Then there are actors who simply annoy me simply by their very presence. I cannot really explain why. Off the top of my head, here are a few: Julia Roberts, Hugh Grant, the later John Wayne when he stopped being an actor and became merely a macho symbol, Nicholas Cage, Renee Zellweger, and Tom Cruise. Seeing such people in the cast is enough to make me try and avoid the film.
There are other actors who I think are over-rated such as Nicole Kidman, Meryl Streep, and Scarlett Johansson. (I think I am in a distinct minority on this one!)
But there are also actors whom I like, whose names on the credits are enough to make me seriously consider watching a film even if I don't know much else about it: Burt Lancaster, Alec Guinness, Kate Winslet, Cate Blanchett, Peter Sellers, William Holden, Audrey Hepburn, Susan Sarandon, Cary Grant, John Cusack, Peter O'Toole, Michael Caine, Tom Hanks, Catherine Keener, Gregory Peck, Julie Christie, Ben Stiller, Will Ferrell, Paul Newman, Peter Sellers, Philip Seymour Hoffman, William H. Macy, Charlotte Rampling, Kevin Spacey, and Kevin Bacon.
All these lists are off the top of my head and I am sure I can add to them as other names strike me.
Those who like political films should see the excellent Warren Beatty film Bulworth (1998). The main plotline is far-fetched and the best parts of the film are the scenes about the underside of the political process, the powerful role of money, and how politicians pander to their various target audiences. Here's a nice clip from it.
Another good political film I saw recently was the fascinating documentary Street Fight (2005). Made by first-time filmmaker Marshall Curry, it tells the story of 32-year old Cory Booker's attempt in 2002 to unseat four-term incumbent Sharpe James as mayor of Newark, New Jersey. It is raw, bare-knuckle, down and dirty, street-level politics, with the 66-year old incumbent using all the power of the city against his young challenger. As a city council member, Booker had tried to tackle the serious issues of city hall corruption, crime, and drugs and in the process angered many powerful people who were benefiting from those things.
While the filmmaker's sympathies are clearly with Booker, James does not help his cause by deliberately shutting him out and very roughly too.

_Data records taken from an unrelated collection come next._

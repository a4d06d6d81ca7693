//! Wire transports. Framed NDJSON over byte streams, plus an optional HTTP
//! binding behind the `http` feature.

pub mod framed;
#[cfg(feature = "http")]
pub mod http;

pub use framed::{split_tcp, MessageReader, MessageWriter, DEFAULT_MAX_FRAME_BYTES};
#[cfg(feature = "http")]
pub use http::HttpTransport;
//! Tool, resource, and prompt registries behind one reader/writer lock.

pub mod store;

pub use store::{Keyed, KeyedStore};

use serde_json::Value;
use tokio::sync::RwLock;

use crate::types::{McpError, McpResult, Prompt, Resource, Tool};

/// The three stores guarded together.
#[derive(Debug, Default)]
pub struct RegistryTables {
    tools: KeyedStore<Tool>,
    resources: KeyedStore<Resource>,
    prompts: KeyedStore<Prompt>,
}

/// An entry type with a home in [`RegistryTables`].
pub trait Registered: Keyed + Clone + Send + Sync + 'static {
    fn table(tables: &RegistryTables) -> &KeyedStore<Self>;
    fn table_mut(tables: &mut RegistryTables) -> &mut KeyedStore<Self>;
}

impl Keyed for Tool {
    const KIND: &'static str = "tool";
    fn key(&self) -> &str {
        &self.name
    }
}

impl Keyed for Resource {
    const KIND: &'static str = "resource";
    fn key(&self) -> &str {
        &self.uri
    }
}

impl Keyed for Prompt {
    const KIND: &'static str = "prompt";
    fn key(&self) -> &str {
        &self.name
    }
}

impl Registered for Tool {
    fn table(tables: &RegistryTables) -> &KeyedStore<Self> {
        &tables.tools
    }
    fn table_mut(tables: &mut RegistryTables) -> &mut KeyedStore<Self> {
        &mut tables.tools
    }
}

impl Registered for Resource {
    fn table(tables: &RegistryTables) -> &KeyedStore<Self> {
        &tables.resources
    }
    fn table_mut(tables: &mut RegistryTables) -> &mut KeyedStore<Self> {
        &mut tables.resources
    }
}

impl Registered for Prompt {
    fn table(tables: &RegistryTables) -> &KeyedStore<Self> {
        &tables.prompts
    }
    fn table_mut(tables: &mut RegistryTables) -> &mut KeyedStore<Self> {
        &mut tables.prompts
    }
}

/// Registries owned by one host session.
///
/// Reads take the shared lock, mutations the exclusive one. The lock is
/// held only for the map operation; every accessor returns owned clones so
/// callers never run tool, resource, or prompt logic while holding it.
#[derive(Debug, Default)]
pub struct Registries {
    tables: RwLock<RegistryTables>,
}

impl Registries {
    pub fn new() -> Self {
        Self::default()
    }

    /// Register an entry. Fails with `DuplicateKey` if the key exists.
    pub async fn add<T: Registered>(&self, entry: T) -> McpResult<()> {
        let mut tables = self.tables.write().await;
        T::table_mut(&mut tables).add(entry)
    }

    pub async fn get<T: Registered>(&self, key: &str) -> Option<T> {
        let tables = self.tables.read().await;
        T::table(&tables).get(key).cloned()
    }

    /// Lookup that reports a missing key as `NotFound`.
    pub async fn require<T: Registered>(&self, key: &str) -> McpResult<T> {
        self.get(key)
            .await
            .ok_or_else(|| McpError::not_found(T::KIND, key))
    }

    pub async fn list<T: Registered>(&self) -> Vec<T> {
        let tables = self.tables.read().await;
        T::table(&tables).list()
    }

    pub async fn remove<T: Registered>(&self, key: &str) -> McpResult<T> {
        let mut tables = self.tables.write().await;
        T::table_mut(&mut tables).remove(key)
    }

    pub async fn len<T: Registered>(&self) -> usize {
        let tables = self.tables.read().await;
        T::table(&tables).len()
    }

    /// Replace a resource's metadata, leaving every other field as is.
    pub async fn write_resource_metadata(&self, uri: &str, metadata: Value) -> McpResult<()> {
        let mut tables = self.tables.write().await;
        let resource = tables
            .resources
            .get_mut(uri)
            .ok_or_else(|| McpError::not_found(Resource::KIND, uri))?;
        resource.metadata = Some(metadata);
        Ok(())
    }
}
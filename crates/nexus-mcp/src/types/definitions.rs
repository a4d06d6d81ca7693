//! Registry entry records: tools, resources, and prompts.

use serde::{Deserialize, Serialize};
use serde_json::{Map, Value};

/// A callable tool exposed by the host.
#[derive(Debug, Clone, PartialEq, Serialize, Deserialize)]
pub struct Tool {
    /// Tool name (unique).
    pub name: String,
    /// Human-readable description.
    #[serde(default)]
    pub description: String,
    /// JSON Schema for the arguments.
    #[serde(default)]
    pub parameters: Value,
    /// JSON Schema for the result.
    #[serde(default, skip_serializing_if = "Option::is_none")]
    pub returns: Option<Value>,
}

/// A readable, metadata-writable resource exposed by the host.
#[derive(Debug, Clone, PartialEq, Serialize, Deserialize)]
pub struct Resource {
    /// Resource URI (unique).
    pub uri: String,
    /// Resource sub-type, e.g. `file` or `memory`.
    #[serde(rename = "type", default)]
    pub kind: String,
    /// Human-readable name.
    #[serde(default)]
    pub name: String,
    /// Description.
    #[serde(default)]
    pub description: String,
    /// Free-form metadata; the only field `resources/write` replaces.
    #[serde(default, skip_serializing_if = "Option::is_none")]
    pub metadata: Option<Value>,
}

/// A renderable prompt template exposed by the host.
#[derive(Debug, Clone, PartialEq, Serialize, Deserialize)]
pub struct Prompt {
    /// Prompt name (unique).
    pub name: String,
    /// Description.
    #[serde(default)]
    pub description: String,
    /// Template text with `{{key}}` placeholders.
    #[serde(default)]
    pub template: String,
    /// Declared variables, informational only.
    #[serde(default, skip_serializing_if = "Option::is_none")]
    pub variables: Option<Map<String, Value>>,
}

impl Tool {
    pub fn new(name: impl Into<String>, description: impl Into<String>, parameters: Value) -> Self {
        Self {
            name: name.into(),
            description: description.into(),
            parameters,
            returns: None,
        }
    }
}

impl Resource {
    pub fn new(
        uri: impl Into<String>,
        kind: impl Into<String>,
        name: impl Into<String>,
        description: impl Into<String>,
    ) -> Self {
        Self {
            uri: uri.into(),
            kind: kind.into(),
            name: name.into(),
            description: description.into(),
            metadata: None,
        }
    }
}

impl Prompt {
    pub fn new(
        name: impl Into<String>,
        description: impl Into<String>,
        template: impl Into<String>,
    ) -> Self {
        Self {
            name: name.into(),
            description: description.into(),
            template: template.into(),
            variables: None,
        }
    }
}

#[cfg(test)]
mod tests {
    use super::*;
    use serde_json::json;

    #[test]
    fn resource_kind_serializes_as_type() {
        let resource = Resource::new("file:///notes.md", "file", "notes", "Project notes");
        let value = serde_json::to_value(&resource).unwrap();
        assert_eq!(value["type"], "file");
        assert!(value.get("metadata").is_none());
    }

    #[test]
    fn tool_returns_is_optional() {
        let tool: Tool = serde_json::from_value(json!({
            "name": "calculator",
            "description": "Performs basic arithmetic",
            "parameters": {"type": "object"}
        }))
        .unwrap();
        assert_eq!(tool.returns, None);
        assert_eq!(tool.parameters["type"], "object");
    }
}
//! Newline-delimited JSON framing over any byte stream.
//!
//! Each message is one JSON object terminated by `\n`. The reader and
//! writer halves are separate so one task can read while others write.

use tokio::io::{AsyncBufReadExt, AsyncRead, AsyncReadExt, AsyncWrite, AsyncWriteExt, BufReader};
use tokio::net::tcp::{OwnedReadHalf, OwnedWriteHalf};
use tokio::net::TcpStream;

use crate::types::{McpError, McpResult, Message};

/// Default upper bound on a single frame.
pub const DEFAULT_MAX_FRAME_BYTES: usize = 1024 * 1024;

/// Reading half of a framed connection.
pub struct MessageReader<R> {
    reader: BufReader<R>,
    max_frame_bytes: usize,
}

impl<R> MessageReader<R>
where
    R: AsyncRead + Unpin,
{
    pub fn new(reader: R) -> Self {
        Self {
            reader: BufReader::new(reader),
            max_frame_bytes: DEFAULT_MAX_FRAME_BYTES,
        }
    }

    pub fn with_max_frame_bytes(mut self, max: usize) -> Self {
        self.max_frame_bytes = max;
        self
    }

    /// Read the next message. Returns `None` on EOF; blank lines are skipped.
    ///
    /// A frame that is too long or not a valid message is an error, and the
    /// caller is expected to drop the connection.
    pub async fn recv(&mut self) -> McpResult<Option<Message>> {
        let limit = self.max_frame_bytes as u64 + 1;
        let mut line = String::new();
        loop {
            line.clear();
            let read = (&mut self.reader)
                .take(limit)
                .read_line(&mut line)
                .await
                .map_err(|e| McpError::Transport(format!("read failed: {e}")))?;

            if read == 0 {
                return Ok(None);
            }
            if read as u64 >= limit && !line.ends_with('\n') {
                return Err(McpError::Transport(format!(
                    "frame exceeds {} bytes",
                    self.max_frame_bytes
                )));
            }

            let trimmed = line.trim();
            if trimmed.is_empty() {
                continue;
            }

            tracing::trace!(len = trimmed.len(), "read frame");
            return serde_json::from_str(trimmed)
                .map(Some)
                .map_err(|e| McpError::Parse(e.to_string()));
        }
    }
}

/// Writing half of a framed connection.
pub struct MessageWriter<W> {
    writer: W,
}

impl<W> MessageWriter<W>
where
    W: AsyncWrite + Unpin,
{
    pub fn new(writer: W) -> Self {
        Self { writer }
    }

    /// Serialize and write one message, then flush.
    pub async fn send(&mut self, message: &Message) -> McpResult<()> {
        let mut frame = serde_json::to_vec(message)?;
        frame.push(b'\n');
        tracing::trace!(len = frame.len(), "writing frame");

        self.writer
            .write_all(&frame)
            .await
            .map_err(|e| McpError::Transport(format!("write failed: {e}")))?;
        self.writer
            .flush()
            .await
            .map_err(|e| McpError::Transport(format!("flush failed: {e}")))?;
        Ok(())
    }

    /// Shut the write side down.
    pub async fn shutdown(&mut self) -> McpResult<()> {
        self.writer
            .shutdown()
            .await
            .map_err(|e| McpError::Transport(format!("shutdown failed: {e}")))
    }

    pub fn into_inner(self) -> W {
        self.writer
    }
}

/// Split a TCP stream into framed halves.
pub fn split_tcp(stream: TcpStream) -> (MessageReader<OwnedReadHalf>, MessageWriter<OwnedWriteHalf>) {
    let (read, write) = stream.into_split();
    (MessageReader::new(read), MessageWriter::new(write))
}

If you see the film on DVD, make sure you watch the extra interview with the director as he discusses what happened in the years following that election.

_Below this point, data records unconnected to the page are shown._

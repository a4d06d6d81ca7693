//! Concurrent access: many peers and many in-flight requests over TCP.
//!
//! Tests verify that every caller receives exactly its own response, no
//! matter how requests from different peers and tasks interleave.

use std::net::SocketAddr;
use std::sync::Arc;
use std::time::Duration;

use async_trait::async_trait;
use serde_json::{json, Value};
use tokio::net::TcpListener;
use tokio::sync::Barrier;

use nexus_mcp::types::{ClientCapabilities, McpResult, Tool};
use nexus_mcp::{HostSession, PeerSession, RequestContext, ToolHandler};

// ─── Helpers ───────────────────────────────────────────────────────────────

/// Echoes its `tag` after an argument-controlled delay. One connection is
/// served in order, so the delay only interleaves responses across
/// connections.
struct DelayedEcho;

#[async_trait]
impl ToolHandler for DelayedEcho {
    async fn call(&self, ctx: RequestContext, arguments: Value) -> McpResult<Value> {
        let delay = arguments["delay_ms"].as_u64().unwrap_or(0);
        tokio::time::sleep(Duration::from_millis(delay)).await;
        Ok(json!({"tag": arguments["tag"], "root": ctx.root_uri}))
    }
}

async fn start_host() -> (HostSession, SocketAddr) {
    let host = HostSession::default();
    host.register_tool(Tool::new(
        "delayed_echo",
        "Echo a tag after a delay",
        json!({
            "type": "object",
            "properties": {"tag": {"type": "string"}, "delay_ms": {"type": "integer"}},
            "required": ["tag"]
        }),
    ))
    .await
    .unwrap();
    host.bind_tool_handler("delayed_echo", Arc::new(DelayedEcho))
        .await
        .unwrap();

    let listener = TcpListener::bind("127.0.0.1:0").await.unwrap();
    let addr = listener.local_addr().unwrap();
    let serving = host.clone();
    tokio::spawn(async move { serving.serve(listener).await });
    (host, addr)
}

async fn connect(addr: SocketAddr, root: &str) -> PeerSession {
    let peer = PeerSession::connect(&addr.to_string(), ClientCapabilities::all())
        .await
        .expect("connect failed");
    peer.initialize(root).await.expect("handshake failed");
    peer
}

// ─── Tests ─────────────────────────────────────────────────────────────────

#[tokio::test(flavor = "multi_thread", worker_threads = 4)]
async fn test_one_peer_many_inflight_requests() {
    let (host, addr) = start_host().await;
    let peer = Arc::new(connect(addr, "file:///solo").await);

    const N: usize = 100;
    let barrier = Arc::new(Barrier::new(N));
    let mut handles = Vec::with_capacity(N);
    for i in 0..N {
        let peer = peer.clone();
        let barrier = barrier.clone();
        handles.push(tokio::spawn(async move {
            barrier.wait().await;
            let tag = format!("req-{i}");
            let result = peer
                .call_tool("delayed_echo", json!({"tag": tag.clone()}))
                .await
                .expect("call failed");
            (tag, result)
        }));
    }

    for handle in handles {
        let (tag, result) = handle.await.unwrap();
        assert_eq!(result["tag"], tag.as_str());
        assert_eq!(result["root"], "file:///solo");
    }
    host.shutdown();
}

#[tokio::test(flavor = "multi_thread", worker_threads = 4)]
async fn test_many_peers_in_parallel() {
    let (host, addr) = start_host().await;

    const PEERS: usize = 8;
    const CALLS: usize = 10;
    let barrier = Arc::new(Barrier::new(PEERS));
    let mut handles = Vec::new();

    for p in 0..PEERS {
        let barrier = barrier.clone();
        handles.push(tokio::spawn(async move {
            let root = format!("file:///peer-{p}");
            let peer = connect(addr, &root).await;
            barrier.wait().await;

            for c in 0..CALLS {
                let tag = format!("{p}-{c}");
                // Later peers answer faster, interleaving responses across
                // connections.
                let delay = ((PEERS - p) * 2) as u64;
                let result = peer
                    .call_tool("delayed_echo", json!({"tag": tag.clone(), "delay_ms": delay}))
                    .await
                    .unwrap();
                assert_eq!(result["tag"], tag.as_str());
                assert_eq!(result["root"], root.as_str());
            }
            peer.close().await;
        }));
    }

    for handle in handles {
        handle.await.unwrap();
    }
    host.shutdown();
}

#[tokio::test]
async fn test_slow_connection_does_not_block_others() {
    let (host, addr) = start_host().await;
    let slow = Arc::new(connect(addr, "slow").await);
    let fast = connect(addr, "fast").await;

    let caller = slow.clone();
    let slow_call = tokio::spawn(async move {
        caller
            .call_tool("delayed_echo", json!({"tag": "slow", "delay_ms": 500}))
            .await
    });
    tokio::time::sleep(Duration::from_millis(20)).await;

    let started = tokio::time::Instant::now();
    let result = fast
        .call_tool("delayed_echo", json!({"tag": "fast"}))
        .await
        .unwrap();
    assert_eq!(result["tag"], "fast");
    assert!(started.elapsed() < Duration::from_millis(400));

    assert_eq!(slow_call.await.unwrap().unwrap()["tag"], "slow");
    host.shutdown();
}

The influential The Black Commentator website has strongly criticized Booker, arguing that he is completely in the pockets of rich, right-wing, white, power brokers who are pushing school vouchers and seeking to co-opt the next generation of black leadership to serve their needs. Whatever the merits of that charge, watch out for the name Cory Booker in national politics. I think we are going to hear a lot about him in the next 5-10 years.
October 16, 2007
Harry Potter and the supernatural
The release of each new Harry Potter book or film bring out of the woodwork those religious people who are disturbed by them and decide they need to spam everyone and try to make money from it as well.

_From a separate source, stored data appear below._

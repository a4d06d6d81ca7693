//! Server configuration: defaults, TOML file, environment override.

use std::path::Path;
use std::time::Duration;

use serde::{Deserialize, Serialize};

use crate::prompts::PromptSource;
use crate::protocol::HandlerOptions;
use crate::transport::DEFAULT_MAX_FRAME_BYTES;
use crate::types::{McpError, McpResult, Prompt, Resource, Tool};

/// Environment variable naming the config file when no path is given.
pub const CONFIG_ENV: &str = "NEXUS_MCP_CONFIG";

/// Host configuration.
///
/// Every field has a default, so an empty file (or no file) is valid.
/// The `[[tools]]`, `[[resources]]` and `[[prompts]]` tables seed the
/// registries at startup.
#[derive(Debug, Clone, PartialEq, Serialize, Deserialize)]
#[serde(default)]
pub struct ServerConfig {
    /// Address the TCP listener binds to.
    pub listen_addr: String,
    /// Per-request handler bound, in seconds.
    pub request_timeout_secs: u64,
    /// Reject operations before the handshake completes.
    pub strict_handshake: bool,
    /// Largest accepted inbound frame.
    pub max_frame_bytes: usize,
    pub tools: Vec<Tool>,
    pub resources: Vec<Resource>,
    pub prompts: Vec<Prompt>,
}

impl Default for ServerConfig {
    fn default() -> Self {
        Self {
            listen_addr: "127.0.0.1:8080".to_string(),
            request_timeout_secs: 30,
            strict_handshake: false,
            max_frame_bytes: DEFAULT_MAX_FRAME_BYTES,
            tools: Vec::new(),
            resources: Vec::new(),
            prompts: Vec::new(),
        }
    }
}

impl ServerConfig {
    /// Parse a config from TOML text.
    pub fn from_toml(text: &str) -> McpResult<Self> {
        toml::from_str(text).map_err(|e| McpError::Config(e.to_string()))
    }

    /// Read and parse a TOML file.
    pub fn from_file(path: impl AsRef<Path>) -> McpResult<Self> {
        let path = path.as_ref();
        let text = std::fs::read_to_string(path)
            .map_err(|e| McpError::Config(format!("cannot read {}: {e}", path.display())))?;
        Self::from_toml(&text)
    }

    pub fn request_timeout(&self) -> Duration {
        Duration::from_secs(self.request_timeout_secs)
    }

    pub fn handler_options(&self) -> HandlerOptions {
        HandlerOptions {
            request_timeout: self.request_timeout(),
            strict_handshake: self.strict_handshake,
        }
    }
}

impl PromptSource for ServerConfig {
    fn load_prompts(&self) -> McpResult<Vec<Prompt>> {
        Ok(self.prompts.clone())
    }
}

/// Load configuration.
///
/// Uses `path` when given, otherwise the file named by `NEXUS_MCP_CONFIG`,
/// otherwise the defaults. A named file that is missing is an error.
pub fn load_config(path: Option<&str>) -> McpResult<ServerConfig> {
    let path = path
        .map(str::to_string)
        .or_else(|| std::env::var(CONFIG_ENV).ok().filter(|p| !p.is_empty()));

    match path {
        Some(path) => {
            tracing::debug!("Loading config from {path}");
            ServerConfig::from_file(path)
        }
        None => Ok(ServerConfig::default()),
    }
}
//! Prompt supply from outside the engine.

use crate::types::{McpResult, Prompt};

/// Something that can hand the host a set of prompt templates, such as a
/// directory of template files or a configuration file.
pub trait PromptSource {
    /// Load every prompt this source provides.
    fn load_prompts(&self) -> McpResult<Vec<Prompt>>;
}

impl PromptSource for Vec<Prompt> {
    fn load_prompts(&self) -> McpResult<Vec<Prompt>> {
        Ok(self.clone())
    }
}
//! Keyed store with a no-overwrite conflict policy.

use std::collections::HashMap;

use crate::types::{McpError, McpResult};

/// An entry that can live in a [`KeyedStore`].
pub trait Keyed {
    /// Entry kind used in error messages (`tool`, `resource`, `prompt`).
    const KIND: &'static str;

    /// Unique key of this entry.
    fn key(&self) -> &str;
}

/// Map from key to entry.
///
/// Adding an entry whose key is already present fails with
/// [`McpError::DuplicateKey`] and leaves the existing entry untouched.
/// The store does no locking of its own; see [`super::Registries`].
#[derive(Debug)]
pub struct KeyedStore<T> {
    entries: HashMap<String, T>,
}

impl<T> Default for KeyedStore<T> {
    fn default() -> Self {
        Self {
            entries: HashMap::new(),
        }
    }
}

impl<T: Keyed + Clone> KeyedStore<T> {
    pub fn new() -> Self {
        Self::default()
    }

    /// Insert a new entry; never overwrites.
    pub fn add(&mut self, entry: T) -> McpResult<()> {
        if self.entries.contains_key(entry.key()) {
            return Err(McpError::duplicate(T::KIND, entry.key()));
        }
        self.entries.insert(entry.key().to_string(), entry);
        Ok(())
    }

    pub fn get(&self, key: &str) -> Option<&T> {
        self.entries.get(key)
    }

    pub fn get_mut(&mut self, key: &str) -> Option<&mut T> {
        self.entries.get_mut(key)
    }

    /// Snapshot of all entries, order unspecified.
    pub fn list(&self) -> Vec<T> {
        self.entries.values().cloned().collect()
    }

    /// Remove and return an entry.
    pub fn remove(&mut self, key: &str) -> McpResult<T> {
        self.entries
            .remove(key)
            .ok_or_else(|| McpError::not_found(T::KIND, key))
    }

    pub fn contains(&self, key: &str) -> bool {
        self.entries.contains_key(key)
    }

    pub fn len(&self) -> usize {
        self.entries.len()
    }

    pub fn is_empty(&self) -> bool {
        self.entries.is_empty()
    }
}

#[cfg(test)]
mod tests {
    use super::*;

    #[derive(Debug, Clone, PartialEq)]
    struct Entry(&'static str, u32);

    impl Keyed for Entry {
        const KIND: &'static str = "entry";
        fn key(&self) -> &str {
            self.0
        }
    }

    #[test]
    fn add_rejects_duplicates_and_keeps_first() {
        let mut store = KeyedStore::new();
        store.add(Entry("a", 1)).unwrap();
        let err = store.add(Entry("a", 2)).unwrap_err();
        assert!(matches!(err, McpError::DuplicateKey { kind: "entry", .. }));
        assert_eq!(store.get("a"), Some(&Entry("a", 1)));
        assert_eq!(store.len(), 1);
    }

    #[test]
    fn remove_missing_is_not_found() {
        let mut store: KeyedStore<Entry> = KeyedStore::new();
        assert!(matches!(
            store.remove("ghost"),
            Err(McpError::NotFound { .. })
        ));
    }

    #[test]
    fn list_returns_every_entry() {
        let mut store = KeyedStore::new();
        store.add(Entry("a", 1)).unwrap();
        store.add(Entry("b", 2)).unwrap();
        let mut keys: Vec<_> = store.list().into_iter().map(|e| e.0).collect();
        keys.sort_unstable();
        assert_eq!(keys, vec!["a", "b"]);
    }
}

I received a spam email following the release of Deathly Hallows that recycled old warnings about the subversive nature of the books and asking me to buy a video to help combat the Potter menace. It said:
Through Harry's world of sorcery [children] are learning the occultic tools -- occult visualization and soulish mind power, wands, brooms, spells and curses.
In this video, you will see how completely occult is the world of Harry Potter. After reading the Harry Potter books, millions of children will demand to see Warner Bros. new movie, "Harry Potter and the Sorcerer's Stone."
Christian parents have faced a similar problem for years with the teaching of evolution in their public schools. They have responded by teaching their children that they cannot believe everything they are taught in school. Now, with the Harry Potter books on sorcery becoming part of public school curriculum, parents need to know enough about it to also teach their children that the spell-casting and other activities of Harry Potter are also forbidden territory. This video will help.
I have touched on this topic before and I said I that those religious people who objected to the Harry Potter books on the grounds that they seemed to promote witchcraft had it all wrong. The reasons for their objections should have been that the wizarding community seemed to be all atheists. The magic in the books does not involve any kind of spiritualism. Instead it seems to follow a prescribed set of rules and students learned about spells the way craftsmen learn the skills of a trade, by learning recipes and prescriptions and carefully choreographed series of actions. It is more like technology than dealing with the spiritual world.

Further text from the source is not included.